Behavioral and electrical recordings
We recorded electrical and behavioral activity during 30 min sessions on 10
different days equally divided into two phases: one at the end of the
acclimation period (non-breeding) and one during the low conductivity periods
after courtship commenced (breeding). We recorded B. brachyistius
behavioral activity at night using infrared light illumination and a Sony
Digital Video Camera Recorder (Model DCR-PC100). All recordings were done 2 h
after the onset of darkness. Two chlorided silver wire dipole electrodes were
placed on opposite sides of the tank to capture all electrical activity even
as the fish swam around the tank. The signal was amplified 100x with a
differential AC amplifier (A-M Systems, Inc., Everett, Washington, USA; model
1700) and band-pass-filtered from 0.1 Hz to 10 kHz. These signals were
recorded on the two-channel audio track of the digital video recorder and
simultaneously on a desktop computer using Cool Edit 2000 (Syntrillium 2000).
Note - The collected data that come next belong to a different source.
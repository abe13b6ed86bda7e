//! Click-listener extension for toolkit views

use crate::debounce::Debouncer;

/// A view that accepts a click listener
///
/// Implemented by the hosting toolkit's widgets. Setting a listener replaces
/// the previous one.
pub trait OnClick {
    fn set_on_click_listener(&mut self, listener: Box<dyn FnMut()>);
}

/// Install click listeners that ignore rapid repeated taps
pub trait RapidSafeClick: OnClick {
    /// Run `action` on click, unless `debouncer` rejects the click
    fn rapid_safe_click_listener<F>(&mut self, debouncer: Debouncer, action: F)
    where
        F: FnMut() + 'static,
    {
        let mut guarded = debouncer.guard(action);
        self.set_on_click_listener(Box::new(move || {
            guarded.handle();
        }));
    }

    /// 300 ms guard measured against the process-wide timestamp
    fn rapid_safe_click_listener_default<F>(&mut self, action: F)
    where
        F: FnMut() + 'static,
    {
        self.rapid_safe_click_listener(Debouncer::default(), action);
    }
}

impl<V: OnClick + ?Sized> RapidSafeClick for V {}

#[cfg(test)]
mod tests {
    use super::*;
    use crate::clock::ManualClock;
    use std::cell::Cell;
    use std::rc::Rc;
    use std::sync::Arc;

    #[derive(Default)]
    struct FakeView {
        listener: Option<Box<dyn FnMut()>>,
    }

    impl FakeView {
        fn tap(&mut self) {
            if let Some(listener) = self.listener.as_mut() {
                listener();
            }
        }
    }

    impl OnClick for FakeView {
        fn set_on_click_listener(&mut self, listener: Box<dyn FnMut()>) {
            self.listener = Some(listener);
        }
    }

    #[test]
    fn test_listener_debounces_taps() {
        let clock = Arc::new(ManualClock::new(0));
        let count = Rc::new(Cell::new(0));
        let hits = Rc::clone(&count);

        let mut view = FakeView::default();
        view.rapid_safe_click_listener(
            Debouncer::isolated(300).with_clock(clock.clone()),
            move || hits.set(hits.get() + 1),
        );

        view.tap();
        clock.set(120);
        view.tap();
        clock.set(300);
        view.tap();

        assert_eq!(count.get(), 2);
    }

    #[test]
    fn test_default_listener_lets_first_tap_through() {
        let count = Rc::new(Cell::new(0));
        let hits = Rc::clone(&count);

        let mut view = FakeView::default();
        view.rapid_safe_click_listener_default(move || hits.set(hits.get() + 1));
        view.tap();

        assert_eq!(count.get(), 1);
    }

    #[test]
    fn test_listener_replaces_previous() {
        let first = Rc::new(Cell::new(0));
        let second = Rc::new(Cell::new(0));
        let (f, s) = (Rc::clone(&first), Rc::clone(&second));

        let mut view = FakeView::default();
        view.rapid_safe_click_listener(Debouncer::isolated(0), move || f.set(f.get() + 1));
        view.rapid_safe_click_listener(Debouncer::isolated(0), move || s.set(s.get() + 1));
        view.tap();

        assert_eq!(first.get(), 0);
        assert_eq!(second.get(), 1);
    }
}
//! Rapid-click protection for click handlers
//!
//! This crate provides:
//! - A debounce guard that drops repeated triggers inside a minimum interval
//! - Monotonic clock sources (system and manual)
//! - A click-listener extension for any view that accepts a listener
//! - Typed extras lookup for bundles and intents

pub mod clock;
pub mod debounce;
pub mod extras;
pub mod view;

// Re-exports
pub use clock::{ManualClock, MonotonicClock, SystemClock};
pub use debounce::{
    guard, guard_default, Debouncer, Decision, GuardScope, Guarded, LastAccepted,
    DEFAULT_INTERVAL_MS,
};
pub use extras::{ApiLevel, Bundle, ExtrasError, Intent, Parcelable, TYPED_EXTRAS_API};
pub use view::{OnClick, RapidSafeClick};
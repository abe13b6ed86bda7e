//! The main (and only) screen

use crate::config::{AppConfig, DebounceConfig, DEFAULT_LONG_MESSAGE, DEFAULT_SHORT_MESSAGE};
use crate::toast::{DisplaySurface, Toasty};
use crate::widget::Button;
use rapidclick::{
    Debouncer, ExtrasError, Intent, MonotonicClock, OnClick, Parcelable, RapidSafeClick,
};
use serde::{Deserialize, Serialize};
use std::fmt;
use std::rc::Rc;
use std::sync::Arc;
use tracing::info;

pub const ACTION_MAIN: &str = "clicker.intent.action.MAIN";

/// Extra carrying [`ToastMessages`] in the launch intent
pub const EXTRA_TOAST_MESSAGES: &str = "clicker.extra.TOAST_MESSAGES";

/// Texts shown by the two buttons
#[derive(Debug, Clone, PartialEq, Eq, Serialize, Deserialize)]
pub struct ToastMessages {
    pub short: String,
    pub long: String,
}

impl Default for ToastMessages {
    fn default() -> Self {
        Self {
            short: DEFAULT_SHORT_MESSAGE.to_string(),
            long: DEFAULT_LONG_MESSAGE.to_string(),
        }
    }
}

impl Parcelable for ToastMessages {
    const TYPE_NAME: &'static str = "clicker.ToastMessages";
}

#[derive(Debug, Clone, Copy, PartialEq, Eq, Hash)]
pub enum ButtonId {
    ShortToast,
    LongToast,
}

impl ButtonId {
    /// Accepts `short`/`s` and `long`/`l`
    pub fn from_name(name: &str) -> Option<Self> {
        match name.trim().to_ascii_lowercase().as_str() {
            "short" | "s" => Some(ButtonId::ShortToast),
            "long" | "l" => Some(ButtonId::LongToast),
            _ => None,
        }
    }
}

impl fmt::Display for ButtonId {
    fn fmt(&self, f: &mut fmt::Formatter<'_>) -> fmt::Result {
        match self {
            ButtonId::ShortToast => f.write_str("short"),
            ButtonId::LongToast => f.write_str("long"),
        }
    }
}

pub struct MainActivity {
    btn_short_toast: Button,
    btn_long_toast: Button,
    messages: ToastMessages,
}

impl MainActivity {
    /// Launch intent carrying the configured toast texts
    pub fn launch_intent(config: &AppConfig) -> Result<Intent, ExtrasError> {
        let mut intent = Intent::new(ACTION_MAIN, config.platform.api_level);
        intent.put_extra(
            EXTRA_TOAST_MESSAGES,
            &ToastMessages {
                short: config.toast.short_message.clone(),
                long: config.toast.long_message.clone(),
            },
        )?;
        Ok(intent)
    }

    /// Build the screen and wire up both buttons
    ///
    /// The short-toast button always goes through the rapid-click guard.
    /// The long-toast button gets a plain listener unless
    /// `debounce.guard_long_button` is set.
    pub fn on_create(
        surface: Rc<dyn DisplaySurface>,
        clock: Arc<dyn MonotonicClock>,
        intent: &Intent,
        debounce: &DebounceConfig,
    ) -> Self {
        let messages = intent
            .parcelable::<ToastMessages>(EXTRA_TOAST_MESSAGES)
            .unwrap_or_default();

        let debouncer = || -> Debouncer {
            debounce
                .scope
                .debouncer(debounce.interval_ms)
                .with_clock(Arc::clone(&clock))
        };

        let mut btn_short_toast = Button::new("Short Toast");
        let show_short = {
            let surface = Rc::clone(&surface);
            let message = messages.short.clone();
            move || Toasty::show_short(&*surface, &message)
        };
        btn_short_toast.rapid_safe_click_listener(debouncer(), show_short);

        let mut btn_long_toast = Button::new("Long Toast");
        let show_long = {
            let surface = Rc::clone(&surface);
            let message = messages.long.clone();
            move || Toasty::show_long(&*surface, &message)
        };
        if debounce.guard_long_button {
            btn_long_toast.rapid_safe_click_listener(debouncer(), show_long);
        } else {
            btn_long_toast.set_on_click_listener(Box::new(show_long));
        }

        info!(
            interval_ms = debounce.interval_ms,
            scope = %debounce.scope,
            guard_long_button = debounce.guard_long_button,
            api = %intent.extras().api_level(),
            "main activity created"
        );

        Self {
            btn_short_toast,
            btn_long_toast,
            messages,
        }
    }

    pub fn button(&self, id: ButtonId) -> &Button {
        match id {
            ButtonId::ShortToast => &self.btn_short_toast,
            ButtonId::LongToast => &self.btn_long_toast,
        }
    }

    /// Deliver a click to a button
    pub fn click(&mut self, id: ButtonId) -> bool {
        match id {
            ButtonId::ShortToast => self.btn_short_toast.perform_click(),
            ButtonId::LongToast => self.btn_long_toast.perform_click(),
        }
    }

    pub fn messages(&self) -> &ToastMessages {
        &self.messages
    }
}
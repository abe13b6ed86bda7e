//! Replay command - run a tap script on a simulated clock

use super::effective_config;
use anyhow::{Context, Result};
use clicker_lib::config::ConfigOverrides;
use clicker_lib::script::{self, TapOutcome};
use clicker_lib::{MainActivity, RecordingSurface};
use owo_colors::OwoColorize;
use rapidclick::ManualClock;
use std::path::Path;
use std::rc::Rc;
use std::sync::Arc;

pub fn run(config_path: Option<&Path>, overrides: &ConfigOverrides, script: &str) -> Result<()> {
    let config = effective_config(config_path, overrides)?;
    let taps = script::parse_script(script).context("Invalid tap script")?;

    let clock = Arc::new(ManualClock::new(0));
    let surface = RecordingSurface::new(clock.clone());
    let intent = MainActivity::launch_intent(&config).context("Failed to build launch intent")?;
    let mut activity =
        MainActivity::on_create(Rc::new(surface.clone()), clock.clone(), &intent, &config.debounce);

    println!(
        "{} {} taps {}",
        "Replaying".bold(),
        taps.len(),
        format!(
            "(interval {}ms, scope {}, long button {}, {})",
            config.debounce.interval_ms,
            config.debounce.scope,
            if config.debounce.guard_long_button { "guarded" } else { "unguarded" },
            config.platform.api_level,
        )
        .dimmed()
    );

    let outcomes = script::replay(&mut activity, &clock, &surface, &taps);
    for outcome in &outcomes {
        print_outcome(outcome);
    }

    let shown = outcomes.iter().filter(|o| o.shown.is_some()).count();
    println!("{} shown, {} suppressed", shown, outcomes.len() - shown);

    Ok(())
}

fn print_outcome(outcome: &TapOutcome) {
    let time = format!("{:>7}ms", outcome.tap.at_ms);
    let button = format!("{:<5}", outcome.tap.button.to_string());

    match &outcome.shown {
        Some(shown) => println!(
            "{}  {}  {} {} {}",
            time,
            button,
            "✓".green(),
            shown.toast.message,
            format!("({} toast)", shown.toast.length).dimmed()
        ),
        None => println!("{}  {}  {} {}", time, button, "✗".red(), "suppressed".dimmed()),
    }
}
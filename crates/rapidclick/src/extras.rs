//! Typed extras for bundles and intents
//!
//! Structured values ("parcelables") are stored together with their type
//! name. How a lookup is resolved depends on the host API level:
//!
//! - From [`TYPED_EXTRAS_API`] on, the lookup is type checked: the stored
//!   type name must match the requested one.
//! - Older hosts only offer an untyped fetch followed by a cast, which is
//!   emulated by decoding the payload without looking at the type name.
//!
//! Callers never see the branch: [`Bundle::parcelable`] and
//! [`Intent::parcelable`] return `None` when the value is missing or cannot
//! be produced, and the cause is logged.

use serde::de::DeserializeOwned;
use serde::{Deserialize, Serialize};
use serde_json::Value;
use std::collections::BTreeMap;
use std::fmt;
use thiserror::Error;
use tracing::{debug, error, trace};

/// First API level with type-checked extras lookup
pub const TYPED_EXTRAS_API: ApiLevel = ApiLevel(33);

/// Host platform API level
#[derive(Debug, Clone, Copy, PartialEq, Eq, PartialOrd, Ord, Hash, Serialize, Deserialize)]
#[serde(transparent)]
pub struct ApiLevel(pub u32);

impl ApiLevel {
    /// Most recent level this crate knows about
    pub const LATEST: ApiLevel = ApiLevel(34);

    pub fn supports_typed_extras(self) -> bool {
        self >= TYPED_EXTRAS_API
    }
}

impl Default for ApiLevel {
    fn default() -> Self {
        Self::LATEST
    }
}

impl fmt::Display for ApiLevel {
    fn fmt(&self, f: &mut fmt::Formatter<'_>) -> fmt::Result {
        write!(f, "API {}", self.0)
    }
}

/// A structured value that can travel in extras
pub trait Parcelable: Serialize + DeserializeOwned {
    /// Name stored alongside the payload and checked by typed lookups
    const TYPE_NAME: &'static str;
}

/// Errors from extras access
#[derive(Debug, Error)]
pub enum ExtrasError {
    #[error("no extra stored under '{key}'")]
    Missing { key: String },

    #[error("extra '{key}' holds {found}, expected {expected}")]
    TypeMismatch {
        key: String,
        expected: &'static str,
        found: String,
    },

    #[error("failed to decode extra '{key}' as {expected}")]
    Decode {
        key: String,
        expected: &'static str,
        #[source]
        source: serde_json::Error,
    },

    #[error("failed to encode {type_name}")]
    Encode {
        type_name: &'static str,
        #[source]
        source: serde_json::Error,
    },
}

#[derive(Debug, Clone, PartialEq)]
enum Extra {
    Parcel { type_name: String, payload: Value },
    Text(String),
}

impl Extra {
    fn describe(&self) -> String {
        match self {
            Extra::Parcel { type_name, .. } => type_name.clone(),
            Extra::Text(_) => "String".to_string(),
        }
    }
}

/// Key-value extras map
#[derive(Debug, Clone, Default, PartialEq)]
pub struct Bundle {
    api: ApiLevel,
    entries: BTreeMap<String, Extra>,
}

impl Bundle {
    /// Empty bundle on a host with the given API level
    pub fn new(api: ApiLevel) -> Self {
        Self {
            api,
            entries: BTreeMap::new(),
        }
    }

    pub fn api_level(&self) -> ApiLevel {
        self.api
    }

    pub fn len(&self) -> usize {
        self.entries.len()
    }

    pub fn is_empty(&self) -> bool {
        self.entries.is_empty()
    }

    pub fn contains_key(&self, key: &str) -> bool {
        self.entries.contains_key(key)
    }

    /// Store a parcelable, replacing anything under `key`
    pub fn put_parcelable<T: Parcelable>(
        &mut self,
        key: impl Into<String>,
        value: &T,
    ) -> Result<(), ExtrasError> {
        let payload = serde_json::to_value(value).map_err(|source| ExtrasError::Encode {
            type_name: T::TYPE_NAME,
            source,
        })?;
        self.entries.insert(
            key.into(),
            Extra::Parcel {
                type_name: T::TYPE_NAME.to_string(),
                payload,
            },
        );
        Ok(())
    }

    /// Store a plain string, replacing anything under `key`
    pub fn put_string(&mut self, key: impl Into<String>, value: impl Into<String>) {
        self.entries.insert(key.into(), Extra::Text(value.into()));
    }

    pub fn get_string(&self, key: &str) -> Option<&str> {
        match self.entries.get(key) {
            Some(Extra::Text(text)) => Some(text),
            _ => None,
        }
    }

    /// Fetch a parcelable, reporting why it could not be produced
    pub fn try_parcelable<T: Parcelable>(&self, key: &str) -> Result<T, ExtrasError> {
        let extra = self.entries.get(key).ok_or_else(|| ExtrasError::Missing {
            key: key.to_string(),
        })?;

        if self.api.supports_typed_extras() {
            Self::typed_lookup(key, extra)
        } else {
            Self::legacy_cast(key, extra)
        }
    }

    /// Fetch a parcelable, or `None` if it is absent or has the wrong type
    pub fn parcelable<T: Parcelable>(&self, key: &str) -> Option<T> {
        match self.try_parcelable(key) {
            Ok(value) => Some(value),
            Err(ExtrasError::Missing { .. }) => {
                trace!(key, "no parcelable extra");
                None
            }
            Err(e) if self.api.supports_typed_extras() => {
                error!(key, api = %self.api, error = %e, "error retrieving parcelable");
                None
            }
            Err(e) => {
                debug!(key, api = %self.api, error = %e, "parcelable cast failed");
                None
            }
        }
    }

    fn typed_lookup<T: Parcelable>(key: &str, extra: &Extra) -> Result<T, ExtrasError> {
        match extra {
            Extra::Parcel { type_name, payload } if type_name == T::TYPE_NAME => {
                Self::decode(key, payload.clone())
            }
            other => Err(ExtrasError::TypeMismatch {
                key: key.to_string(),
                expected: T::TYPE_NAME,
                found: other.describe(),
            }),
        }
    }

    fn legacy_cast<T: Parcelable>(key: &str, extra: &Extra) -> Result<T, ExtrasError> {
        match extra {
            Extra::Parcel { payload, .. } => Self::decode(key, payload.clone()),
            Extra::Text(_) => Err(ExtrasError::TypeMismatch {
                key: key.to_string(),
                expected: T::TYPE_NAME,
                found: extra.describe(),
            }),
        }
    }

    fn decode<T: Parcelable>(key: &str, payload: Value) -> Result<T, ExtrasError> {
        serde_json::from_value(payload).map_err(|source| ExtrasError::Decode {
            key: key.to_string(),
            expected: T::TYPE_NAME,
            source,
        })
    }
}

/// A launch request carrying extras
#[derive(Debug, Clone, Default, PartialEq)]
pub struct Intent {
    action: String,
    extras: Bundle,
}

impl Intent {
    pub fn new(action: impl Into<String>, api: ApiLevel) -> Self {
        Self {
            action: action.into(),
            extras: Bundle::new(api),
        }
    }

    pub fn action(&self) -> &str {
        &self.action
    }

    pub fn extras(&self) -> &Bundle {
        &self.extras
    }

    /// Attach a parcelable extra
    pub fn put_extra<T: Parcelable>(
        &mut self,
        key: impl Into<String>,
        value: &T,
    ) -> Result<(), ExtrasError> {
        self.extras.put_parcelable(key, value)
    }

    pub fn put_string_extra(&mut self, key: impl Into<String>, value: impl Into<String>) {
        self.extras.put_string(key, value);
    }

    /// See [`Bundle::parcelable`]
    pub fn parcelable<T: Parcelable>(&self, key: &str) -> Option<T> {
        self.extras.parcelable(key)
    }
}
The recording of the latter provided a clean low-noise recording. To minimize
electrical noise during the recordings, all motors, pumps and unnecessary
electronic equipment were shut off for the duration of the trial.
Each video recording was digitized using the video-editing software, Adobe Premier Pro (Adobe Systems 2003). We replaced the low quality audio track recording of the EODs with the high quality stereo recording from the computer after ensuring accurate alignment of the two signals. Realignment of video with digital audio tracks were accurate to 0.5 ms.
Signal separation
We used a custom software written in Matlab 6.1 (MathWorks 2000) by Carlson
(see Arnegard and Carlson,
2005
) to separate a mixed signal based on sex. The
cross-correlation analysis is most effective when there is a distinct
difference in EOD duration between male and female. The sexually dimorphic EOD
waveforms of B. brachyistius, which become further divergent in the
breeding season, allow us to use cross correlation to identify the sex of the
fish that emitted a particular EOD. From a 30-s recording of a mixed signal
recording, we selected one EOD from a male and one from a female as templates
for cross correlation analysis (Fig.
1A). We then computed the cross correlation between the signals
and each EOD template (30-s segments) (Fig.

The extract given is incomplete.